Apesar de os dados iniciais mostrarem a atividade cognitiva como
um empecilho para a empatia, os cientistas observaram que é possível driblar
essa barreira. “As pessoas podem ser encorajadas a sentir empatia se acham que
são boas nisso? Foi o que tentamos observar”, explicou Cameron. 

Em dois
experimentos, metade dos participantes foram informados de que eram melhores
que 95% dos outros em níveis de empatia,  e 50% melhores ao descrever as
características físicas objetivas, enquanto o outro grupo foi informado do
contrário.

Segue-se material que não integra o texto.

pub mod json_store;

use crate::error::AppError;
use crate::model::Schedule;
use std::path::PathBuf;

/// Read-all/write-all access to the persisted collections. There is no
/// partial-update API: callers read, mutate and write back the whole
/// snapshot, accepting last-write-wins semantics.
pub trait ScheduleStore {
    fn load_schedules(&self) -> Result<Vec<Schedule>, AppError>;
    fn save_schedules(&self, schedules: &[Schedule]) -> Result<(), AppError>;
    fn load_notified(&self) -> Result<Vec<String>, AppError>;
    fn save_notified(&self, keys: &[String]) -> Result<(), AppError>;
}

/// File-backed store keeping schedules and the notified-occurrence set in
/// separate JSON files.
#[derive(Debug, Clone)]
pub struct JsonStore {
    schedules_path: PathBuf,
    notified_path: PathBuf,
}

impl JsonStore {
    pub fn new(schedules_path: PathBuf, notified_path: PathBuf) -> Self {
        Self { schedules_path, notified_path }
    }

    pub fn from_env() -> Result<Self, AppError> {
        Ok(Self {
            schedules_path: json_store::store_path()?,
            notified_path: json_store::notified_path()?,
        })
    }
}

impl ScheduleStore for JsonStore {
    fn load_schedules(&self) -> Result<Vec<Schedule>, AppError> {
        json_store::load_schedules(&self.schedules_path)
    }

    fn save_schedules(&self, schedules: &[Schedule]) -> Result<(), AppError> {
        json_store::save_schedules(&self.schedules_path, schedules)
    }

    fn load_notified(&self) -> Result<Vec<String>, AppError> {
        json_store::load_notified(&self.notified_path)
    }

    fn save_notified(&self, keys: &[String]) -> Result<(), AppError> {
        json_store::save_notified(&self.notified_path, keys)
    }
}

Como resultado, os participantes que foram informados de que eram
bons em sentir empatia selecionaram mais cartas do baralho que exigiu o
exercício da afinidade. “Se podemos mudar as motivações das pessoas para se
engajar em empatia, então, isso pode ser uma boa notícia para a sociedade como
um todo. Isso poderia encorajar as pessoas a se aproximarem de grupos que
precisam de ajuda, como imigrantes, refugiados e vítimas de desastres naturais”,
enfatizou Cameron.

Em um segundo estudo, realizado por cientistas da Universidade da
Pensilvânia, nos Estados Unidos, os cientistas utilizaram a teoria do jogos
(análise de probabilidade) para analisar a empatia. Os pesquisadores aplicaram
uma série de questionários, com situações hipotéticas que testaram a atividade
empática, para mais de mil entrevistados. Ao fim dos testes, eles observaram
que a maioria das pessoas é mais propensa a ajudar alguém que considera “bom”
do que alguém que acredita-se ter uma má reputação. 

Além disso, a análise do
grupo apontou para uma conclusão animadora: a capacidade da empatia se espalhar
em grupos. “Nós nos perguntamos: a empatia pode evoluir? E se os indivíduos
começarem a copiar o modo empático ao observar as interações uns dos outros?
Incorporamos isso nos nossos modelos e vimos que a empatia disparou por meio da
população”, ressaltou Arunas Radzvilavicius, principal autor do estudo,
publicado na revista científica eLife, e pesquisador da Universidade da
Pensilvânia (EUA). “Vimos que, eventualmente, os indivíduos copiarão o
comportamento daqueles que estão próximos. Dessa forma, a empatia se espalhará
e a cooperação poderá emergir”, complementou o autor do estudo.

Para Alexandre Elias Pedro, psicanalista da Sociedade Internacional de
Psicanálise de São Paulo, os resultados das pesquisas são extremamente
plausíveis. “Quando demonstramos empatia, nós precisamos sentir afinidade com a
pessoa, e é isso que se vê nesse primeiro estudo também; para que isso ocorra é
necessário um esforço mental maior. É preciso desenvolver a afinidade. Por que
eu vou sentir a dor de um desconhecido? Isso exige um gasto, um esforço maior
que meu campo emocional, eu tenho que entrar no território de outra pessoa”,
destacou o especialista, que não participou do estudo. 

Segundo Pedro, os dados vistos nos estudos podem ajudar a desenvolver
estratégias que estimulem a empatia. “Isso é possível, mas acredito que temos
que tratar na raiz para ter um retorno maior. Sabemos que a família influencia muito
o comportamento de uma pessoa, é algo meio que herdado. É essencial que os pais
passem esses conceitos aos seus filhos, para que eles possam ter mais
facilidade de exercitar sentimentos de compaixão e mais amor ao próximo, seja
um refugiado, seja uma pessoa que está na rua pedindo um pedaço de pão”,
assinalou.

De acordo com o psicanalista, analisar diferentes gerações poderia ser
um próximo objeto de estudo de pesquisadores. “Seria interessante observar o
comportamento de pais e filhos para entender como a criança desenvolve esse
processo. Esse tipo de mapeamento pode contribuir para uma evolução da
sociedade nesse quesito”, opinou o especialista.